SATB with organ. And easy early Renaissance setting by the very fellow who wrote the tune! The second verse is in canon and can easily be done by two solo voices or the entire section. Text by John Aethelstan Laurie Riley (1858-1945).

Austrian-Flemish composer Heinrich Isaac (ca. 1450-1517) integrated into his own style many characteristics of the music of Italy, France, Germany, and the Netherlands. As a result, his music is more fully international than any other composer of his generation. This setting of Isaac's secular tune, Innsbruck, ich muss dich lassen (Innsbruck, I now must leave thee), combines the later homophonic setting (which lo,Oks forward to the texture adopted in the chorale settings arranged for congregational singing) with the earlier polyphonic setting containing the melody in canon.
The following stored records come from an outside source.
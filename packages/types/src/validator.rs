use std::collections::BTreeMap;

use alliance_utils::math::{
    convert_new_tokens_to_shares, convert_shares_to_tokens, truncate_with_epsilon,
    uint128_to_decimal256,
};
use cosmwasm_schema::cw_serde;
use cosmwasm_std::{Decimal, Decimal256, StdResult, Uint128};

use crate::{asset::AllianceAsset, RewardIndices};

/// Per-validator share pools (one per asset denom) and the validator's global reward indices.
#[cw_serde]
#[derive(Default)]
pub struct ValidatorInfo {
    /// Cumulative reward per unit of weighted value, per reward coin
    pub global_reward_indices: RewardIndices,
    /// Shares issued to delegators, per asset denom
    pub total_delegator_shares: BTreeMap<String, Decimal256>,
    /// This validator's shares of each asset's total tokens
    pub validator_shares: BTreeMap<String, Decimal256>,
}

impl ValidatorInfo {
    pub fn delegator_shares(&self, denom: &str) -> Decimal256 {
        self.total_delegator_shares.get(denom).copied().unwrap_or_default()
    }

    pub fn validator_shares(&self, denom: &str) -> Decimal256 {
        self.validator_shares.get(denom).copied().unwrap_or_default()
    }

    /// Tokens of `asset` backed by this validator's shares.
    pub fn total_tokens_with_asset(&self, asset: &AllianceAsset) -> StdResult<Decimal256> {
        convert_shares_to_tokens(
            uint128_to_decimal256(asset.total_tokens)?,
            asset.total_validator_shares,
            self.validator_shares(&asset.denom),
        )
    }

    /// Delegator shares minted for `tokens`. A pool whose shares truncate to zero mints 1:1.
    pub fn delegation_shares_from_tokens(
        &self,
        asset: &AllianceAsset,
        tokens: Uint128,
    ) -> StdResult<Decimal256> {
        let total_delegator_shares = self.delegator_shares(&asset.denom);
        if total_delegator_shares.to_uint_floor().is_zero() {
            return uint128_to_decimal256(tokens);
        }
        convert_new_tokens_to_shares(
            self.total_tokens_with_asset(asset)?,
            total_delegator_shares,
            tokens,
        )
    }

    /// Validator shares of the asset pool minted for `tokens`.
    pub fn validator_shares_from_tokens(
        asset: &AllianceAsset,
        tokens: Uint128,
    ) -> StdResult<Decimal256> {
        convert_new_tokens_to_shares(
            uint128_to_decimal256(asset.total_tokens)?,
            asset.total_validator_shares,
            tokens,
        )
    }

    /// Whole tokens owned by `delegator_shares`, rounded with the truncation epsilon.
    pub fn delegation_tokens(
        &self,
        asset: &AllianceAsset,
        delegator_shares: Decimal256,
    ) -> StdResult<Uint128> {
        let tokens = convert_shares_to_tokens(
            self.total_tokens_with_asset(asset)?,
            self.delegator_shares(&asset.denom),
            delegator_shares,
        )?;
        truncate_with_epsilon(tokens)
    }

    pub fn add_shares(
        &mut self,
        denom: &str,
        delegator_shares: Decimal256,
        validator_shares: Decimal256,
    ) -> StdResult<()> {
        let total = self.delegator_shares(denom).checked_add(delegator_shares)?;
        self.total_delegator_shares.insert(denom.to_string(), total);
        let total = self.validator_shares(denom).checked_add(validator_shares)?;
        self.validator_shares.insert(denom.to_string(), total);
        Ok(())
    }

    /// Removes shares from both pools and returns the validator shares actually removed. Once no
    /// delegator shares are left, the validator's remaining shares of the asset go with them.
    pub fn reduce_shares(
        &mut self,
        denom: &str,
        delegator_shares: Decimal256,
        validator_shares: Decimal256,
    ) -> Decimal256 {
        let remaining_delegator_shares =
            self.delegator_shares(denom).saturating_sub(delegator_shares);
        let current_validator_shares = self.validator_shares(denom);

        if remaining_delegator_shares.is_zero() {
            self.total_delegator_shares.remove(denom);
            self.validator_shares.remove(denom);
            current_validator_shares
        } else {
            let removed = validator_shares.min(current_validator_shares);
            self.total_delegator_shares.insert(denom.to_string(), remaining_delegator_shares);
            self.validator_shares.insert(denom.to_string(), current_validator_shares - removed);
            removed
        }
    }
}

/// Weight and global indices in effect for a validator right before an asset's weight changed.
#[cw_serde]
pub struct RewardWeightChangeSnapshot {
    pub prev_reward_weight: Decimal,
    pub reward_indices: RewardIndices,
}
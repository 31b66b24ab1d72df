pub mod error;
pub mod helpers;
pub mod math;
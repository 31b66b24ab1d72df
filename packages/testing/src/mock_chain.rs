use alliance_types::keepers::{
    BankKeeper, StakingKeeper, ValidatorStatus, ALLIANCE_MODULE, BONDED_POOL,
};
use cosmwasm_std::{Coin, Decimal, StdError, StdResult, Uint128};

use crate::{bank::MockBank, staking::MockStaking, MockValidator};

/// Deterministic in-memory bonding ledger and bank, driven synchronously by the contract.
#[derive(Default)]
pub struct MockChain {
    pub staking: MockStaking,
    pub bank: MockBank,
}

impl MockChain {
    pub fn new() -> Self {
        Self::default()
    }

    /// Registers a validator holding `self_bond` native tokens from delegators outside the engine.
    pub fn add_validator(&mut self, validator: &str, status: ValidatorStatus, self_bond: u128) {
        self.staking.validators.insert(
            validator.to_string(),
            MockValidator {
                status,
                tokens: Uint128::new(self_bond),
                delegator_shares: Decimal::from_ratio(self_bond, 1u128),
            },
        );
    }

    pub fn set_validator_status(&mut self, validator: &str, status: ValidatorStatus) {
        if let Some(val) = self.staking.validators.get_mut(validator) {
            val.status = status;
        }
    }

    /// Rewards paid to the alliance module on the next withdraw from `validator`.
    pub fn accrue_rewards(&mut self, validator: &str, coins: &[Coin]) {
        let pending = self.staking.pending_rewards.entry(validator.to_string()).or_default();
        for coin in coins {
            match pending.iter_mut().find(|c| c.denom == coin.denom) {
                Some(existing) => existing.amount += coin.amount,
                None => pending.push(coin.clone()),
            }
        }
    }

    pub fn fund(&mut self, account: &str, coins: &[Coin]) {
        for coin in coins {
            let balance = self.bank.balance(account, &coin.denom) + coin.amount;
            self.bank.set_balance(account, Coin::new(balance.u128(), &coin.denom));
        }
    }

    pub fn balance(&self, account: &str, denom: &str) -> Uint128 {
        self.bank.balance(account, denom)
    }

    /// Native tokens delegated by the alliance module to `validator`, rounded down.
    pub fn module_delegation(&self, validator: &str) -> Uint128 {
        self.delegated_tokens(validator)
            .ok()
            .flatten()
            .map(|tokens| tokens.to_uint_floor())
            .unwrap_or_default()
    }
}

impl StakingKeeper for MockChain {
    fn bond_denom(&self) -> StdResult<String> {
        Ok(self.staking.bond_denom.clone())
    }

    fn unbonding_time(&self) -> StdResult<u64> {
        Ok(self.staking.unbonding_time)
    }

    fn total_bonded_tokens(&self) -> StdResult<Uint128> {
        self.staking.total_bonded()
    }

    fn validator_status(&self, validator: &str) -> StdResult<Option<ValidatorStatus>> {
        Ok(self.staking.validators.get(validator).map(|val| val.status.clone()))
    }

    fn delegated_tokens(&self, validator: &str) -> StdResult<Option<Decimal>> {
        match self.staking.module_shares.get(validator) {
            Some(shares) => Ok(Some(self.staking.module_tokens(validator, *shares)?)),
            None => Ok(None),
        }
    }

    fn validate_unbond_amount(&self, validator: &str, amount: Uint128) -> StdResult<Decimal> {
        let val = self.staking.validator(validator)?;
        let delegated = self
            .staking
            .module_shares
            .get(validator)
            .copied()
            .ok_or_else(|| StdError::not_found("[mock]: delegation"))?;
        let shares = val.shares_from_tokens(amount)?;
        if shares.to_uint_floor() > delegated.to_uint_floor() {
            return Err(StdError::generic_err("[mock]: invalid shares amount"));
        }
        Ok(shares.min(delegated))
    }

    fn delegate(&mut self, validator: &str, amount: Uint128) -> StdResult<Decimal> {
        let bond_denom = self.staking.bond_denom.clone();
        self.bank.transfer(ALLIANCE_MODULE, BONDED_POOL, &[Coin::new(amount.u128(), bond_denom)])?;

        let shares = self.staking.bond(validator, amount)?;
        let total = self.staking.module_shares.get(validator).copied().unwrap_or_default();
        self.staking.module_shares.insert(validator.to_string(), total.checked_add(shares)?);
        Ok(shares)
    }

    fn unbond(&mut self, validator: &str, shares: Decimal) -> StdResult<Uint128> {
        self.staking.unbond_module_shares(validator, shares)
    }

    fn withdraw_delegation_rewards(&mut self, validator: &str) -> StdResult<Vec<Coin>> {
        if !self.staking.module_shares.contains_key(validator) {
            return Ok(vec![]);
        }
        let rewards = self.staking.pending_rewards.remove(validator).unwrap_or_default();
        self.bank.add(ALLIANCE_MODULE, &rewards)?;
        Ok(rewards)
    }
}

impl BankKeeper for MockChain {
    fn send_from_account_to_module(
        &mut self,
        sender: &str,
        module: &str,
        coins: &[Coin],
    ) -> StdResult<()> {
        self.bank.transfer(sender, module, coins)
    }

    fn send_from_module_to_account(
        &mut self,
        module: &str,
        recipient: &str,
        coins: &[Coin],
    ) -> StdResult<()> {
        self.bank.transfer(module, recipient, coins)
    }

    fn send_from_module_to_module(
        &mut self,
        sender: &str,
        recipient: &str,
        coins: &[Coin],
    ) -> StdResult<()> {
        self.bank.transfer(sender, recipient, coins)
    }

    fn mint_coins(&mut self, module: &str, coins: &[Coin]) -> StdResult<()> {
        self.bank.add(module, coins)
    }

    fn burn_coins(&mut self, module: &str, coins: &[Coin]) -> StdResult<()> {
        self.bank.sub(module, coins)
    }
}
The melody of this Renaissance favorite was later adopted to sacred words and became widely known as the chorale O Welt, ich muss dich lassen (O world, I now must leave thee).


O food to pilgrims given,
O bread of life from heaven,
O manna from on high!
We hunger; Lord, supply us,
nor thy delights deny us,
whose hearts to thee draw nigh.

O stream of love past telling,
O purest fountain, welling
from out the Savior's side!
We faint with thirst; revive us,
of thine abundance give us,
and all we need provide.

O Jesus, by thee bidden,
we here adore thee, hidden
in forms of bread and wine.
Grant when the veil is risen,
we may behold, in heaven,
thy countenance divine.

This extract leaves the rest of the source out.